● **Exercise details**
Go through the data below. Pull out every line that has the word "values".
============
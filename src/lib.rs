//! Hashing primitives for fingerprinting byte streams, structured values,
//! and multisets of objects.
//!
//! Three families live here:
//!
//! - **[`LtHash`]**, a homomorphic multiset hash: the checksum of a set of
//!   objects supports algebraic addition and removal of members, so a
//!   fingerprint can be updated incrementally instead of recomputed.
//!   Ships in the three standard sizings [`LtHash16`], [`LtHash20`],
//!   [`LtHash32`], with scalar/SSE2/AVX2 math backends selected at
//!   runtime.
//! - **Cryptographic engines** with a uniform streaming + one-shot API:
//!   [`Blake2b`], the [`Blake2Xb`] extendable-output function LtHash is
//!   built on, and a [`Blake3Xof`] façade over the `blake3` crate.
//! - **A generic value hasher** ([`hash_value`]) mapping scalars,
//!   strings, containers, tuples, and sum types to a 64-bit digest under
//!   a pluggable [`policies::HashPolicy`] (Martinus, XXH3, or wyhash).
//!
//! # Multiset fingerprinting
//!
//! ```
//! use homhash::LtHash16;
//!
//! let mut tracked = LtHash16::new()?;
//! tracked.add(b"row:1")?.add(b"row:2")?;
//!
//! // Another party arrives at the same state in a different order.
//! let mut mirror = LtHash16::new()?;
//! mirror.add(b"row:2")?.add(b"row:1")?;
//! assert_eq!(tracked, mirror);
//!
//! // Updates only touch the members that changed.
//! tracked.remove(b"row:1")?.add(b"row:1-v2")?;
//! assert_ne!(tracked, mirror);
//! # Ok::<(), homhash::HashError>(())
//! ```
//!
//! # Concurrency
//!
//! Distinct instances are fully independent. A shared instance needs
//! external synchronisation for mutating operations; there is no internal
//! locking.
//!
//! # Secrets
//!
//! LtHash keys and the transient key blocks inside keyed BLAKE2b
//! initialisation are wiped with `zeroize` when replaced, cleared, or
//! dropped. Checksums are not secret and are not wiped.

mod blake2b;
mod blake2xb;
mod blake3_xof;
mod error;
mod lthash;
pub mod policies;
mod value_hash;

pub use blake2b::Blake2b;
pub use blake2xb::{Blake2Xb, OutputLen};
pub use blake3_xof::Blake3Xof;
pub use error::HashError;
pub use lthash::bits::{ElementBits, B16, B20, B32};
pub use lthash::{Backend, LtHash, LtHash16, LtHash20, LtHash32};
pub use value_hash::{hash_value, hash_value_default, ValueHash};
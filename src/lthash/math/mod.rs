//! Packed-arithmetic backends for the LtHash checksum.
//!
//! Three interchangeable implementations of the same element-wise modular
//! add/sub (and, for padded layouts, padding check/clear): a portable
//! scalar loop, SSE2, and AVX2. All produce byte-identical results; the
//! SIMD backends exist purely for speed on the multi-kilobyte checksums.
//!
//! CPU feature detection happens once, when a backend is picked at
//! engine construction; the hot path is a fixed `match` with no dynamic
//! dispatch.

mod scalar;

#[cfg(target_arch = "x86_64")]
mod avx2;
#[cfg(target_arch = "x86_64")]
mod sse2;

use crate::lthash::bits::ElementBits;

/// Which math backend an [`LtHash`](crate::LtHash) instance uses.
///
/// `detect()` picks the fastest one the running CPU supports; a specific
/// backend can be pinned via
/// [`LtHash::with_backend`](crate::LtHash::with_backend), e.g. to compare
/// backends in tests. Pinned or detected, results are identical.
#[derive(Clone, Copy, Debug, PartialEq, Eq)]
pub enum Backend {
    /// Portable u64 word loop; always available.
    Scalar,
    /// 128-bit vectors; baseline on x86_64.
    Sse2,
    /// 256-bit vectors; requires AVX2.
    Avx2,
}

impl Backend {
    /// The fastest backend supported by the running CPU.
    pub fn detect() -> Self {
        #[cfg(target_arch = "x86_64")]
        {
            if std::arch::is_x86_feature_detected!("avx2") {
                Backend::Avx2
            } else {
                Backend::Sse2
            }
        }
        #[cfg(not(target_arch = "x86_64"))]
        {
            Backend::Scalar
        }
    }

    /// Whether this backend can run on the current CPU.
    pub fn is_available(self) -> bool {
        match self {
            Backend::Scalar => true,
            #[cfg(target_arch = "x86_64")]
            Backend::Sse2 => true,
            #[cfg(target_arch = "x86_64")]
            Backend::Avx2 => std::arch::is_x86_feature_detected!("avx2"),
            #[cfg(not(target_arch = "x86_64"))]
            _ => false,
        }
    }
}

/// A pinned backend plus the dispatch into it.
///
/// Buffer lengths must be equal and a multiple of 8; the checksum sizing
/// checks at `LtHash` construction guarantee this, so violations here are
/// programmer errors.
#[derive(Clone, Copy, Debug)]
pub(crate) struct MathEngine {
    backend: Backend,
}

impl MathEngine {
    /// # Panics
    /// If `backend` is not available on the running CPU.
    pub(crate) fn new(backend: Backend) -> Self {
        assert!(
            backend.is_available(),
            "math backend {backend:?} is not available on this CPU"
        );
        MathEngine { backend }
    }

    pub(crate) fn backend(self) -> Backend {
        self.backend
    }

    pub(crate) fn add<B: ElementBits>(self, dst: &mut [u8], src: &[u8]) {
        debug_assert_eq!(dst.len(), src.len());
        debug_assert_eq!(dst.len() % 8, 0);
        match self.backend {
            Backend::Scalar => scalar::add::<B>(dst, src),
            #[cfg(target_arch = "x86_64")]
            Backend::Sse2 => unsafe { sse2::add::<B>(dst, src) },
            #[cfg(target_arch = "x86_64")]
            Backend::Avx2 => unsafe { avx2::add::<B>(dst, src) },
            #[cfg(not(target_arch = "x86_64"))]
            _ => unreachable!("backend availability checked at construction"),
        }
    }

    pub(crate) fn sub<B: ElementBits>(self, dst: &mut [u8], src: &[u8]) {
        debug_assert_eq!(dst.len(), src.len());
        debug_assert_eq!(dst.len() % 8, 0);
        match self.backend {
            Backend::Scalar => scalar::sub::<B>(dst, src),
            #[cfg(target_arch = "x86_64")]
            Backend::Sse2 => unsafe { sse2::sub::<B>(dst, src) },
            #[cfg(target_arch = "x86_64")]
            Backend::Avx2 => unsafe { avx2::sub::<B>(dst, src) },
            #[cfg(not(target_arch = "x86_64"))]
            _ => unreachable!("backend availability checked at construction"),
        }
    }

    /// True iff every padding bit in `data` is zero. Only called for
    /// padded layouts.
    pub(crate) fn check_padding<B: ElementBits>(self, data: &[u8]) -> bool {
        debug_assert!(B::NEEDS_PADDING);
        debug_assert_eq!(data.len() % 8, 0);
        match self.backend {
            Backend::Scalar => scalar::check_padding::<B>(data),
            #[cfg(target_arch = "x86_64")]
            Backend::Sse2 => unsafe { sse2::check_padding::<B>(data) },
            #[cfg(target_arch = "x86_64")]
            Backend::Avx2 => unsafe { avx2::check_padding::<B>(data) },
            #[cfg(not(target_arch = "x86_64"))]
            _ => unreachable!("backend availability checked at construction"),
        }
    }

    /// Zero every padding bit in `data`. Only called for padded layouts.
    pub(crate) fn clear_padding<B: ElementBits>(self, data: &mut [u8]) {
        debug_assert!(B::NEEDS_PADDING);
        debug_assert_eq!(data.len() % 8, 0);
        match self.backend {
            Backend::Scalar => scalar::clear_padding::<B>(data),
            #[cfg(target_arch = "x86_64")]
            Backend::Sse2 => unsafe { sse2::clear_padding::<B>(data) },
            #[cfg(target_arch = "x86_64")]
            Backend::Avx2 => unsafe { avx2::clear_padding::<B>(data) },
            #[cfg(not(target_arch = "x86_64"))]
            _ => unreachable!("backend availability checked at construction"),
        }
    }
}
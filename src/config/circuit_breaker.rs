//! Circuit breaker configuration.
//!
//! This module defines the YAML configuration format for the storage
//! circuit breaker thresholds (the `circuitbreaker_*` installation
//! settings without their prefix). Times are in seconds.
//!
//! Default values for thresholds and timeouts are sourced from `crate::constants`.

use serde::{Deserialize, Serialize};
use std::time::Duration;

use crate::breaker::BreakerSettings;
use crate::constants::{
    DEFAULT_ACCESS_RETRIES, DEFAULT_BACKOFF_THRESHOLD, DEFAULT_CHECK_INTERVAL_SECS,
    DEFAULT_FAILURE_COUNT_THRESHOLD, DEFAULT_FAILURE_RESET_TIME_SECS,
    DEFAULT_FAILURE_WAIT_TIME_SECS, DEFAULT_STORAGE_TIMEOUT_SECS,
};

fn default_failure_count_threshold() -> u64 {
    DEFAULT_FAILURE_COUNT_THRESHOLD
}

fn default_failure_wait_time() -> u64 {
    DEFAULT_FAILURE_WAIT_TIME_SECS
}

fn default_failure_reset_time() -> u64 {
    DEFAULT_FAILURE_RESET_TIME_SECS
}

fn default_storage_timeout() -> u64 {
    DEFAULT_STORAGE_TIMEOUT_SECS
}

fn default_access_retries() -> u32 {
    DEFAULT_ACCESS_RETRIES
}

fn default_backoff_threshold() -> u64 {
    DEFAULT_BACKOFF_THRESHOLD
}

fn default_check_interval() -> u64 {
    DEFAULT_CHECK_INTERVAL_SECS
}

fn default_reject_unconfigured_storages() -> bool {
    true
}

/// Circuit breaker configuration (YAML format)
#[derive(Debug, Clone, PartialEq, Eq, Serialize, Deserialize)]
pub struct CircuitBreakerConfigYaml {
    /// Number of failures that opens the circuit
    #[serde(default = "default_failure_count_threshold")]
    pub failure_count_threshold: u64,
    /// Cool-down after a failure (seconds)
    #[serde(default = "default_failure_wait_time")]
    pub failure_wait_time: u64,
    /// Age after which failures stop counting (seconds)
    #[serde(default = "default_failure_reset_time")]
    pub failure_reset_time: u64,
    /// Total time allowed for one accessibility probe (seconds)
    #[serde(default = "default_storage_timeout")]
    pub storage_timeout: u64,
    /// Probe attempts within `storage_timeout`
    #[serde(default = "default_access_retries")]
    pub access_retries: u32,
    /// Failure count above which a recent failure triggers backing off
    #[serde(default = "default_backoff_threshold")]
    pub backoff_threshold: u64,
    /// Interval between periodic fleet checks (seconds)
    #[serde(default = "default_check_interval")]
    pub check_interval: u64,
    /// Reject operations on unknown storages (false: let them through)
    #[serde(default = "default_reject_unconfigured_storages")]
    pub reject_unconfigured_storages: bool,
}

impl Default for CircuitBreakerConfigYaml {
    fn default() -> Self {
        Self {
            failure_count_threshold: default_failure_count_threshold(),
            failure_wait_time: default_failure_wait_time(),
            failure_reset_time: default_failure_reset_time(),
            storage_timeout: default_storage_timeout(),
            access_retries: default_access_retries(),
            backoff_threshold: default_backoff_threshold(),
            check_interval: default_check_interval(),
            reject_unconfigured_storages: default_reject_unconfigured_storages(),
        }
    }
}

impl CircuitBreakerConfigYaml {
    /// Convert to BreakerSettings from the breaker module
    pub fn to_breaker_settings(&self) -> BreakerSettings {
        BreakerSettings {
            failure_count_threshold: self.failure_count_threshold,
            failure_wait_time: Duration::from_secs(self.failure_wait_time),
            failure_reset_time: Duration::from_secs(self.failure_reset_time),
            storage_timeout: Duration::from_secs(self.storage_timeout),
            access_retries: self.access_retries,
            backoff_threshold: self.backoff_threshold,
        }
    }

    pub fn check_interval(&self) -> Duration {
        Duration::from_secs(self.check_interval)
    }
}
============
● **Solved problem**
//! Hashing primitives for fingerprinting byte streams, structured values,
//! Default values for thresholds and timeouts are sourced from `crate::constants`.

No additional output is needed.